As I sat in the high school, I saw an even greater need; a need that I know could be addressed by HBCU educated people and our leaders. And unfortunately, it is a need that will not be filled or actualized overnight. The city of Detroit is one of the nation’s majority-black city centers. DPSCD students and families, and those who serve in our schools need a culture shift; teachers, staff, and others who serve in these schools need substantive, transformative, and experience-based training that can only be obtained on the campus of an HBCU.
If predominantly white institutions (PWIs) can co-opt the HBCU experience to attract black and other minority students by appearing to be more diverse and inclusive, can the same be done by secondary educational districts? Resources make these efforts possible at PWIs – schools like the University of North Carolina Greensboro or the University of Louisiana Monroe give black students an appearance of inclusivity and community while they pursue their education.

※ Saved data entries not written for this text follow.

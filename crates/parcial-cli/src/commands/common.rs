//! Shared CLI helpers used across multiple commands.

use anyhow::Context;
use indicatif::{ProgressBar, ProgressStyle};
use parcial_core::{LinearEnvelope, Partial};
use parcial_io::{read_partials, write_partials};
use parcial_synth::Synthesizer;
use std::path::Path;
use tracing::{info, warn};

/// Read a Partial file, naming the path on failure.
pub fn load_partials(path: &Path) -> anyhow::Result<Vec<Partial>> {
    let partials =
        read_partials(path).with_context(|| format!("reading Partials from {}", path.display()))?;
    info!("loaded {} Partials from {}", partials.len(), path.display());
    Ok(partials)
}

/// Write a Partial file, naming the path on failure.
pub fn save_partials(path: &Path, partials: &[Partial]) -> anyhow::Result<()> {
    write_partials(path, partials)
        .with_context(|| format!("writing Partials to {}", path.display()))?;
    info!("wrote {} Partials to {}", partials.len(), path.display());
    Ok(())
}

/// Parse a `time:value` list such as `0:0,1.5:1` for clap's `value_parser`.
pub fn parse_points(s: &str) -> Result<LinearEnvelope, String> {
    let mut env = LinearEnvelope::new();
    for pair in s.split(',').map(str::trim).filter(|p| !p.is_empty()) {
        let (t, v) = pair
            .split_once(':')
            .ok_or_else(|| format!("Invalid point '{pair}' (expected time:value)"))?;
        let t: f64 = t.trim().parse().map_err(|_| format!("Invalid time '{t}'"))?;
        let v: f64 = v.trim().parse().map_err(|_| format!("Invalid value '{v}'"))?;
        if !t.is_finite() || !v.is_finite() {
            return Err(format!("Point '{pair}' is not finite"));
        }
        env.insert(t, v);
    }
    if env.is_empty() {
        return Err("Envelope needs at least one time:value point".to_string());
    }
    Ok(env)
}

/// Progress bar in the workspace's style.
pub fn progress_bar(len: u64) -> anyhow::Result<ProgressBar> {
    let pb = ProgressBar::new(len);
    pb.set_style(
        ProgressStyle::default_bar()
            .template("[{elapsed_precise}] [{bar:40.cyan/blue}] {pos}/{len} ({eta})")?
            .progress_chars("##-"),
    );
    Ok(pb)
}

/// Render every non-empty Partial into a fresh buffer, reporting progress.
pub fn render_partials(synth: &mut Synthesizer, partials: &[Partial]) -> anyhow::Result<Vec<f64>> {
    let sounding: Vec<&Partial> = partials.iter().filter(|p| !p.is_empty()).collect();
    let skipped = partials.len() - sounding.len();
    if skipped > 0 {
        warn!("skipping {skipped} empty Partials");
    }

    let needed = sounding
        .iter()
        .map(|p| synth.required_length(p))
        .max()
        .unwrap_or(0);
    let mut buffer = vec![0.0; needed];

    let pb = progress_bar(sounding.len() as u64)?;
    for p in sounding {
        synth
            .synthesize(p, &mut buffer)
            .with_context(|| format!("rendering Partial with label {}", p.label()))?;
        pb.inc(1);
    }
    pb.finish_with_message("done");
    Ok(buffer)
}

/// Largest absolute sample value.
pub fn peak(samples: &[f64]) -> f64 {
    samples.iter().map(|s| s.abs()).fold(0.0, f64::max)
}

/// Linear gain to dB, floored at -120 dB.
pub fn linear_to_db(linear: f64) -> f64 {
    if linear <= 0.0 {
        -120.0
    } else {
        20.0 * linear.log10()
    }
}

#[cfg(test)]
mod tests {
    use super::*;

    #[test]
    fn test_parse_points() {
        let env = parse_points("0:0, 2:1").unwrap();
        assert_eq!(env.len(), 2);
        assert_eq!(env.value_at(1.0), 0.5);
    }

    #[test]
    fn test_parse_points_rejects_garbage() {
        assert!(parse_points("").is_err());
        assert!(parse_points("0.5").is_err());
        assert!(parse_points("a:1").is_err());
        assert!(parse_points("0:inf").is_err());
    }

    #[test]
    fn test_linear_to_db() {
        assert_eq!(linear_to_db(0.0), -120.0);
        assert!((linear_to_db(1.0)).abs() < 1e-12);
        assert!((linear_to_db(0.5) + 6.0206).abs() < 1e-3);
    }
}
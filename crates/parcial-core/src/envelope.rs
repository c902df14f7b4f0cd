//! Time-varying control functions.
//!
//! [`Envelope`] is the single "value at time" capability used by every
//! algorithm that takes a control function: channel reference frequencies,
//! morph weights, jitter gain and coherence, pitch shifts, and amplitude
//! scaling. Variants are resolved with a `match`, so a per-sample loop pays
//! for no dynamic dispatch.

use alloc::vec::Vec;

/// Piecewise-linear function of time.
///
/// Points are kept sorted by time with unique times. Evaluation interpolates
/// linearly between the bracketing points and holds the first (last) value
/// before the first (after the last) point. An empty envelope evaluates to 0.
///
/// # Example
///
/// ```rust
/// use parcial_core::LinearEnvelope;
///
/// let mut env = LinearEnvelope::new();
/// env.insert(0.0, 1.0);
/// env.insert(1.0, 3.0);
/// assert_eq!(env.value_at(0.5), 2.0);
/// assert_eq!(env.value_at(-1.0), 1.0);
/// assert_eq!(env.value_at(9.0), 3.0);
/// ```
#[derive(Debug, Clone, Default, PartialEq)]
pub struct LinearEnvelope {
    points: Vec<(f64, f64)>,
}

impl LinearEnvelope {
    /// Create an empty envelope.
    pub fn new() -> Self {
        Self::default()
    }

    /// Create an envelope holding a single point `(0, value)`.
    pub fn with_initial(value: f64) -> Self {
        Self {
            points: alloc::vec![(0.0, value)],
        }
    }

    /// Build an envelope from `(time, value)` pairs in any order.
    ///
    /// Later pairs replace earlier pairs at the same time.
    pub fn from_points(points: impl IntoIterator<Item = (f64, f64)>) -> Self {
        let mut env = Self::new();
        for (time, value) in points {
            env.insert(time, value);
        }
        env
    }

    /// Insert a point, replacing any point already at `time`.
    pub fn insert(&mut self, time: f64, value: f64) {
        let idx = self.points.partition_point(|&(t, _)| t < time);
        match self.points.get_mut(idx) {
            Some(point) if point.0 == time => point.1 = value,
            _ => self.points.insert(idx, (time, value)),
        }
    }

    /// Evaluate the envelope at `time`.
    pub fn value_at(&self, time: f64) -> f64 {
        let Some(&(first_t, first_v)) = self.points.first() else {
            return 0.0;
        };
        let idx = self.points.partition_point(|&(t, _)| t < time);

        if idx == 0 || time <= first_t {
            first_v
        } else if idx == self.points.len() {
            self.points[idx - 1].1
        } else {
            let (t0, v0) = self.points[idx - 1];
            let (t1, v1) = self.points[idx];
            let alpha = (time - t0) / (t1 - t0);
            v0 + alpha * (v1 - v0)
        }
    }

    /// Multiply every value by `factor`.
    pub fn scale(&mut self, factor: f64) {
        for point in &mut self.points {
            point.1 *= factor;
        }
    }

    /// Copy of the envelope with every value multiplied by `factor`.
    pub fn scaled(&self, factor: f64) -> Self {
        let mut env = self.clone();
        env.scale(factor);
        env
    }

    /// Number of points.
    pub fn len(&self) -> usize {
        self.points.len()
    }

    /// True if the envelope has no points.
    pub fn is_empty(&self) -> bool {
        self.points.is_empty()
    }

    /// Iterate over `(time, value)` pairs in time order.
    pub fn iter(&self) -> impl Iterator<Item = (f64, f64)> + '_ {
        self.points.iter().copied()
    }
}

impl FromIterator<(f64, f64)> for LinearEnvelope {
    fn from_iter<I: IntoIterator<Item = (f64, f64)>>(iter: I) -> Self {
        Self::from_points(iter)
    }
}

/// A control function of time.
#[derive(Debug, Clone, PartialEq)]
pub enum Envelope {
    /// The same value at every time.
    Constant(f64),
    /// Piecewise-linear breakpoint function.
    Linear(LinearEnvelope),
    /// Frequency trajectory sampled from a reference Partial.
    Reference(LinearEnvelope),
}

impl Envelope {
    /// Evaluate the envelope at `time`.
    #[inline]
    pub fn value_at(&self, time: f64) -> f64 {
        match self {
            Self::Constant(v) => *v,
            Self::Linear(env) | Self::Reference(env) => env.value_at(time),
        }
    }

    /// Copy of the envelope with every value multiplied by `factor`.
    pub fn scaled(&self, factor: f64) -> Self {
        match self {
            Self::Constant(v) => Self::Constant(v * factor),
            Self::Linear(env) => Self::Linear(env.scaled(factor)),
            Self::Reference(env) => Self::Reference(env.scaled(factor)),
        }
    }
}

impl Default for Envelope {
    fn default() -> Self {
        Self::Constant(0.0)
    }
}

impl From<f64> for Envelope {
    fn from(value: f64) -> Self {
        Self::Constant(value)
    }
}

impl From<LinearEnvelope> for Envelope {
    fn from(env: LinearEnvelope) -> Self {
        Self::Linear(env)
    }
}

This commodification is flattering but it does not yield better results and outcomes for black students who attend PWIs. At best, it is a superficial representation of what these schools like black students want, and at worst, provides little of what they actually need.
So what if districts with predominantly black and diverse high schools were able to take the model and to make it more than a functioning representation of HBCU life and benefits after high school graduation? Most middle and high schools do a good job of bringing some element of HBCU culture to their students; whether it’s marching bands emulating the style and culture of HBCU musicians, or students immersing themselves in the history and accomplishments of HBCU graduates during Black History Month.
All of us have a little HBCU in us. But what if districts were more aggressive in recruiting the teachers and administrators trained at HBCUs, in order to distill the secrets of how black institutions spot and refine talent even from the most unlikely of sources (i.e., low-income families and communities.)
If any institution knows how to teach, train, discipline, love on, and push through black students in any given city or county where black talent is short on cultivation but long on ability, it’s HBCUs. Cities like Detroit want to have stronger pipelines to college and job training, especially as the city continues to rebound as a viable metropolitan destination.
The idea of a Black Experience, in particular, the HBCU experience, being commodified is not a bad idea, it just matters who or which institution is doing the work.